= Metmyoglobin =

Metmyoglobin is the oxidized form of the oxygen-carrying hemeprotein myoglobin.
Metmyoglobin is the cause of the characteristic brown colouration of meat that occurs as it ages.

In living muscle, the concentration of metmyoglobin is vanishingly small, due to the presence of the enzyme metmyoglobin reductase, which, in the presence of the cofactor NADH and the coenzyme cytochrome b4 converts the Fe^{3+} in the heme prosthetic group of metmyoglobin back to the Fe^{2+} of normal myoglobin.
In meat, which is dead muscle, the normal processes of removing metmyoglobin are prevented from effecting this repair, or alternatively the rate of metmyoglobin formation exceeds their capacity, so that there is a net accumulation of metmyoglobin as the meat ages. Metmyoglobin reduction helps limit the oxidation of myoglobin and the oxidation of myoglobin is specific to each species.

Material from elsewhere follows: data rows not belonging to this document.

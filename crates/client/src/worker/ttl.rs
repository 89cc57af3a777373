//! Staleness rules.

use std::time::Duration;

use cycleways_core::{StoredResponse, WorkerConfig};

use super::router::Route;

/// Current wall-clock time in epoch milliseconds.
pub fn now_ms() -> i64 {
    chrono::Utc::now().timestamp_millis()
}

/// Maximum entry age per route.
///
/// Navigations, static assets and ordinary API data share the long TTL;
/// live API data uses the short one.
#[derive(Debug, Clone, Copy, PartialEq, Eq)]
pub struct TtlPolicy {
    default_ttl: Duration,
    live_ttl: Duration,
}

impl TtlPolicy {
    pub fn new(config: &WorkerConfig) -> Self {
        Self { default_ttl: config.default_ttl(), live_ttl: config.live_ttl() }
    }

    pub fn ttl_for(&self, route: Route) -> Duration {
        match route {
            Route::Api { live: true } => self.live_ttl,
            Route::Api { live: false } | Route::Navigation | Route::Static | Route::Passthrough => self.default_ttl,
        }
    }

    /// Whether `entry` may be served without a refresh at `now_ms`.
    ///
    /// Fresh iff `now - cached_at <= ttl`. An entry without a timestamp is
    /// never fresh. A timestamp in the future (clock moved backwards) counts
    /// as fresh. Pure: checking never touches the store.
    pub fn is_fresh(&self, entry: &StoredResponse, route: Route, now_ms: i64) -> bool {
        let Some(cached_at) = entry.cached_at_ms else {
            return false;
        };
        let ttl_ms = i64::try_from(self.ttl_for(route).as_millis()).unwrap_or(i64::MAX);
        now_ms.saturating_sub(cached_at) <= ttl_ms
    }
}

#[cfg(test)]
mod tests {
    use super::*;
    use bytes::Bytes;

    const MINUTE: i64 = 60 * 1000;

    fn entry(cached_at_ms: Option<i64>) -> StoredResponse {
        StoredResponse {
            status: 200,
            status_text: "OK".into(),
            headers: Vec::new(),
            body: Bytes::new(),
            cached_at_ms,
        }
    }

    fn policy() -> TtlPolicy {
        TtlPolicy::new(&WorkerConfig::default())
    }

    #[test]
    fn test_ttl_per_route() {
        let p = policy();
        assert_eq!(p.ttl_for(Route::Api { live: true }), Duration::from_secs(5 * 60));
        assert_eq!(p.ttl_for(Route::Api { live: false }), Duration::from_secs(24 * 60 * 60));
        assert_eq!(p.ttl_for(Route::Navigation), p.ttl_for(Route::Static));
    }

    #[test]
    fn test_live_entry_expires_after_short_ttl() {
        let now = 1_700_000_000_000;
        let live = Route::Api { live: true };
        assert!(policy().is_fresh(&entry(Some(now - 4 * MINUTE)), live, now));
        assert!(policy().is_fresh(&entry(Some(now - 5 * MINUTE)), live, now));
        assert!(!policy().is_fresh(&entry(Some(now - 6 * MINUTE)), live, now));
    }

    #[test]
    fn test_same_age_fresh_on_long_ttl() {
        let now = 1_700_000_000_000;
        assert!(policy().is_fresh(&entry(Some(now - 6 * MINUTE)), Route::Api { live: false }, now));
        assert!(policy().is_fresh(&entry(Some(now - 6 * MINUTE)), Route::Static, now));
        assert!(!policy().is_fresh(&entry(Some(now - 25 * 60 * MINUTE)), Route::Navigation, now));
    }

    #[test]
    fn test_missing_timestamp_is_stale() {
        assert!(!policy().is_fresh(&entry(None), Route::Static, now_ms()));
    }

    #[test]
    fn test_future_timestamp_is_fresh() {
        let now = 1_700_000_000_000;
        assert!(policy().is_fresh(&entry(Some(now + MINUTE)), Route::Api { live: true }, now));
    }
}
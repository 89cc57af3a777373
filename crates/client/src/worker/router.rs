//! Request classification.
//!
//! Precedence:
//! 1. non-GET: pass through, never cached
//! 2. `mode == navigate`: navigation
//! 3. path under an API prefix: API, live if the URL contains a live fragment
//! 4. everything else: static asset

use cycleways_core::{Request, WorkerConfig};
use serde::Serialize;
use url::Url;

/// How the policy engine treats a request.
#[derive(Debug, Clone, Copy, PartialEq, Eq, Serialize)]
#[serde(rename_all = "snake_case", tag = "route")]
pub enum Route {
    /// Forwarded to the network without touching the store.
    Passthrough,
    Navigation,
    Api {
        /// Frequently changing data; uses the short TTL.
        live: bool,
    },
    Static,
}

impl Route {
    pub fn label(&self) -> &'static str {
        match self {
            Route::Passthrough => "passthrough",
            Route::Navigation => "navigation",
            Route::Api { live: true } => "api-live",
            Route::Api { live: false } => "api",
            Route::Static => "static",
        }
    }
}

/// Classifies requests by method, mode and URL.
#[derive(Debug, Clone)]
pub struct Router {
    api_prefixes: Vec<String>,
    live_endpoints: Vec<String>,
}

impl Router {
    pub fn new(config: &WorkerConfig) -> Self {
        Self { api_prefixes: config.api_prefixes.clone(), live_endpoints: config.live_endpoints.clone() }
    }

    pub fn classify(&self, request: &Request) -> Route {
        if !request.is_get() {
            return Route::Passthrough;
        }
        if request.is_navigation() {
            return Route::Navigation;
        }
        if self.is_api(&request.url) {
            return Route::Api { live: self.is_live(&request.url) };
        }
        Route::Static
    }

    fn is_api(&self, url: &Url) -> bool {
        let path = url.path();
        self.api_prefixes.iter().any(|prefix| path.starts_with(prefix.as_str()))
    }

    /// Whether the URL contains any configured live fragment.
    pub fn is_live(&self, url: &Url) -> bool {
        let url = url.as_str();
        self.live_endpoints.iter().any(|fragment| url.contains(fragment.as_str()))
    }
}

In other words, metmyoglobin gains electrons in order to limit myoglobin from losing electrons. Metmyoglobin after being oxidized by myoglobin shows the undesirable brown color which can be seen in many types of meat. Metmyoglobin is more susceptible to oxidation when being compared to oxymyoglobin. The metmyoglobin reducing activity varies across species and was studied particularly in beef, porcine, bison, deer, emu, equine, goats and sheep.

Currently there is not a standard technique in measuring the metmyoglobin in all species. But many techniques are used including reflectance spectrophotometry and absorbance spectrophotometry are used.